> [WORK REQUEST]: Your answer should be one number, the count of lines in the entries holding the word "that".

> [DATA EXTRACT]:
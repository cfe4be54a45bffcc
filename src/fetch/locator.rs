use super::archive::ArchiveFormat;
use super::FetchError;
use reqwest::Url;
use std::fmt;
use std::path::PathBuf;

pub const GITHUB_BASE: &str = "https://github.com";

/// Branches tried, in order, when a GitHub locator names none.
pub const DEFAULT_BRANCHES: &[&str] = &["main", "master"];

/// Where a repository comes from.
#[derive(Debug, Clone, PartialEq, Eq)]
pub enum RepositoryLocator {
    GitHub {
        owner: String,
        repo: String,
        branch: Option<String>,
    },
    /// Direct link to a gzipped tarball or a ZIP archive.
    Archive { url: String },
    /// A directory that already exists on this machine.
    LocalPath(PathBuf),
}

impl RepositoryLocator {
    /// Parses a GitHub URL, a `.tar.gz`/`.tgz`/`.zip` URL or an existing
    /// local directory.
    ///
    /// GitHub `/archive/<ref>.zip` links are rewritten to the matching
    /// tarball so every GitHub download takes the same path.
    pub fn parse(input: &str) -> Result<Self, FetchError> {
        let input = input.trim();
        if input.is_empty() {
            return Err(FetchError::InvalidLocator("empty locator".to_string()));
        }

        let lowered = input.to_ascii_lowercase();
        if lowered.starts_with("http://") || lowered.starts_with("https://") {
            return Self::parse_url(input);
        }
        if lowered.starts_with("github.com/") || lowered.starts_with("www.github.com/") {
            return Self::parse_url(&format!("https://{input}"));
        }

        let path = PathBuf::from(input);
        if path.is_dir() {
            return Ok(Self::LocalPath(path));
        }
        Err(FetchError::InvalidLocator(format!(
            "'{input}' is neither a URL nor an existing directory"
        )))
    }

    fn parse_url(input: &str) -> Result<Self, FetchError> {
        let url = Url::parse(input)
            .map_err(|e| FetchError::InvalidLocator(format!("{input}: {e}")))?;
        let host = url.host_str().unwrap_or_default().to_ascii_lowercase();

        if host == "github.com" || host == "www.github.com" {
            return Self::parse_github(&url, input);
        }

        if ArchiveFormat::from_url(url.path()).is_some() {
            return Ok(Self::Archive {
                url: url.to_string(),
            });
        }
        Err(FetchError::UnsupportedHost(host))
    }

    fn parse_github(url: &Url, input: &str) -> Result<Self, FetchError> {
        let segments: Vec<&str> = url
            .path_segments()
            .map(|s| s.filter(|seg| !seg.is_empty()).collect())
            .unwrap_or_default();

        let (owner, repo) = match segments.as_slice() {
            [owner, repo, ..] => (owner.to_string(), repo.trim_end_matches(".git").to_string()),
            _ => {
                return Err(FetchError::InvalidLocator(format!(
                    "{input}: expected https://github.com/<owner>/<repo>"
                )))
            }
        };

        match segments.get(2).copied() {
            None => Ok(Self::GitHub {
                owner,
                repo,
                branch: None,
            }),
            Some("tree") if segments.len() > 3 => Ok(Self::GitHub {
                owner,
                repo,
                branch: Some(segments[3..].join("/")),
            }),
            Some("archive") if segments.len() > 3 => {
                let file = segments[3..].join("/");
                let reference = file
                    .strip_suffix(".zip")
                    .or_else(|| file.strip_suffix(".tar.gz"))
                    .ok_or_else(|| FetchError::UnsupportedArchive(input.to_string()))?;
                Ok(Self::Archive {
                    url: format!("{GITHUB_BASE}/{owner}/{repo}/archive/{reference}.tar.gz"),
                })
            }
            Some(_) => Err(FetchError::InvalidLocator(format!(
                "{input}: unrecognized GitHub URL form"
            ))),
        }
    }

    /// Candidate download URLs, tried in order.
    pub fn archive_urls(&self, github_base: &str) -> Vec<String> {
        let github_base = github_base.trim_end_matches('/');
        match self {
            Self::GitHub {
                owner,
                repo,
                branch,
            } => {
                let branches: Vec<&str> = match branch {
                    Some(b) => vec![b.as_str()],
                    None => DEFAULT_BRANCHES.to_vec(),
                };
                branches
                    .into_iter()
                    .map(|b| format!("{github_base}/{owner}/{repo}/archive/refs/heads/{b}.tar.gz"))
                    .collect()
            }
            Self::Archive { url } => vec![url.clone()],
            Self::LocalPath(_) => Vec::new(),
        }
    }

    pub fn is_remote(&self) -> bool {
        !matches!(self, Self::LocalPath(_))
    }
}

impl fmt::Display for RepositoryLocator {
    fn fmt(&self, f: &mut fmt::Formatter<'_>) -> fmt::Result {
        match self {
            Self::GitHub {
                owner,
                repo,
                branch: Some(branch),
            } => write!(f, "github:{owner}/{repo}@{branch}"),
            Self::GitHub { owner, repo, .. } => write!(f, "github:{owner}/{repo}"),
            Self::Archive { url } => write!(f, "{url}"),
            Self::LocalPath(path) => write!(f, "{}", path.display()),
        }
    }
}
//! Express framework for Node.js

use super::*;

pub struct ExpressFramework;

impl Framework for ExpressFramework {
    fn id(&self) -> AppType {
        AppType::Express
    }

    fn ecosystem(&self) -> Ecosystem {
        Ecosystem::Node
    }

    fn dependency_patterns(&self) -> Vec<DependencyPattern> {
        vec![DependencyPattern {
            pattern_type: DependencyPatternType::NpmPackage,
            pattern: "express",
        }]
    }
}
---
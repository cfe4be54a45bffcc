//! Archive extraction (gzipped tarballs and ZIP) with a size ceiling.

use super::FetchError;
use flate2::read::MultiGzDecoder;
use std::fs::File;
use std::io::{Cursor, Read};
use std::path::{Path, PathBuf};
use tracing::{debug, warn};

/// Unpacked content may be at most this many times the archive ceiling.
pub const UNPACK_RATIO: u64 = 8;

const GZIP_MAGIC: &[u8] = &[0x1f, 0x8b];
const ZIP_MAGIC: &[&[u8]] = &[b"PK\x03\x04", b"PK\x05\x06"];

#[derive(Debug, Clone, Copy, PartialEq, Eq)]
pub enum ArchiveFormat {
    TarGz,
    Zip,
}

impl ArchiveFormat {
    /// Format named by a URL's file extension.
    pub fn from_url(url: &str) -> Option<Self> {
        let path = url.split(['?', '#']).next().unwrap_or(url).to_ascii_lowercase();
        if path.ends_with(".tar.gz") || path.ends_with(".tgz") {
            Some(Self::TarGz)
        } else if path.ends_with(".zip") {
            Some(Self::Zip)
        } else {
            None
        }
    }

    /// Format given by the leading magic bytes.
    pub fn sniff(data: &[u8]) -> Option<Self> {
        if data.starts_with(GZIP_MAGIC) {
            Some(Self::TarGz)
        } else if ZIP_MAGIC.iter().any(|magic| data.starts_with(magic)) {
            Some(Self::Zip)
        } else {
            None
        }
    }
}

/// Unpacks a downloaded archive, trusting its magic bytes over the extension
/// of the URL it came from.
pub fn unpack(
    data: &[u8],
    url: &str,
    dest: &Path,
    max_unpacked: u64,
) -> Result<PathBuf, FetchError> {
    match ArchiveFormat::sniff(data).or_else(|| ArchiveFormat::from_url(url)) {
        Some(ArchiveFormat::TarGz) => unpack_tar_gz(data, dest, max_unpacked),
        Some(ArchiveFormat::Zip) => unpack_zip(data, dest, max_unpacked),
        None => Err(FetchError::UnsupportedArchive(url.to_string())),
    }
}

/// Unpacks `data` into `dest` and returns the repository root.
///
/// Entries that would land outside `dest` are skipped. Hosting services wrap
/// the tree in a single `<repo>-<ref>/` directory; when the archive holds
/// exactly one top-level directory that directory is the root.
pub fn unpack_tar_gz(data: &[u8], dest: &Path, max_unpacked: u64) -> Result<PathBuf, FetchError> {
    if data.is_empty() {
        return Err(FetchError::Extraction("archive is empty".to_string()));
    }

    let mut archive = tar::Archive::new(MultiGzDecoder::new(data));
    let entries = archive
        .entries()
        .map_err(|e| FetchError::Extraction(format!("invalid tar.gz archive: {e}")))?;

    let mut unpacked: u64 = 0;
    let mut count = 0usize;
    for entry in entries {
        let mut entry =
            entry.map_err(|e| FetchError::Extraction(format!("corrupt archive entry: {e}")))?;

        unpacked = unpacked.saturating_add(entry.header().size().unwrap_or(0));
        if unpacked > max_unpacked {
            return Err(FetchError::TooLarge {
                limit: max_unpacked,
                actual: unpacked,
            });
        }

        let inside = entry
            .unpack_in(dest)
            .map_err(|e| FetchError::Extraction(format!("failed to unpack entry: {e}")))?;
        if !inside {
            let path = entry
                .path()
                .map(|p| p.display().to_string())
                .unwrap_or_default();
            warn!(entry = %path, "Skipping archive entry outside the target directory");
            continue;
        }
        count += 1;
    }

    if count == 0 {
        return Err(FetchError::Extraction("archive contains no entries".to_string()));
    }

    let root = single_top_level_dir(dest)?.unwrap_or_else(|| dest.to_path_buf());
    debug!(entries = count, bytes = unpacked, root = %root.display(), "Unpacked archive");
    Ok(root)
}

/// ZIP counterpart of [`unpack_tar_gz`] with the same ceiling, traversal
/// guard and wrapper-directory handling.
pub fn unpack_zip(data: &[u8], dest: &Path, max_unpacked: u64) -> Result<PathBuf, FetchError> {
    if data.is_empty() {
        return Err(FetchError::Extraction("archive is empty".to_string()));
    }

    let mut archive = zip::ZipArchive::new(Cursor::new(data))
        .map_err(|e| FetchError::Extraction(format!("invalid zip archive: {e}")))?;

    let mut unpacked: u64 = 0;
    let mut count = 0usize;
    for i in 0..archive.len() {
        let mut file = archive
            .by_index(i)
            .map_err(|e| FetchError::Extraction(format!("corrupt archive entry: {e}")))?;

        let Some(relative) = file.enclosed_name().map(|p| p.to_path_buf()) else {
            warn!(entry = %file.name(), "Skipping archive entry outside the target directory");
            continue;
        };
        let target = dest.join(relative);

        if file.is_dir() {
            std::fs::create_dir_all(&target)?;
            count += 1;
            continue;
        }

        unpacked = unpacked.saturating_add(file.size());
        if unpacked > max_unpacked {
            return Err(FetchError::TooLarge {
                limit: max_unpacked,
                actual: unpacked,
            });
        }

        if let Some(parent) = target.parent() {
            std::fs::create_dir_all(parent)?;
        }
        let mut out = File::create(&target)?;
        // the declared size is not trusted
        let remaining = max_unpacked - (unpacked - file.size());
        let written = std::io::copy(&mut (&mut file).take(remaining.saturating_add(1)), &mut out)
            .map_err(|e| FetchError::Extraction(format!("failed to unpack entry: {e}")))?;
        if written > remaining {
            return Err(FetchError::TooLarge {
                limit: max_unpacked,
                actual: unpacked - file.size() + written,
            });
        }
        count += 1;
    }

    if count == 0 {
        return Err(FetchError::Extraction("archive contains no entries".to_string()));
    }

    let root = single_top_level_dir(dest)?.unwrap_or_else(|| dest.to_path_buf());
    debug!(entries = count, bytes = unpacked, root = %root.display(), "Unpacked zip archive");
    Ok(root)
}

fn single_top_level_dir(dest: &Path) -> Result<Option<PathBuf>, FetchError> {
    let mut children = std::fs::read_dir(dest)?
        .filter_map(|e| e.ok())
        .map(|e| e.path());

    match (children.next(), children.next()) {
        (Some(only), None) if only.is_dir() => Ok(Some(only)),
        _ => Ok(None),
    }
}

> [ANSWER TO THE PROBLEM]: 3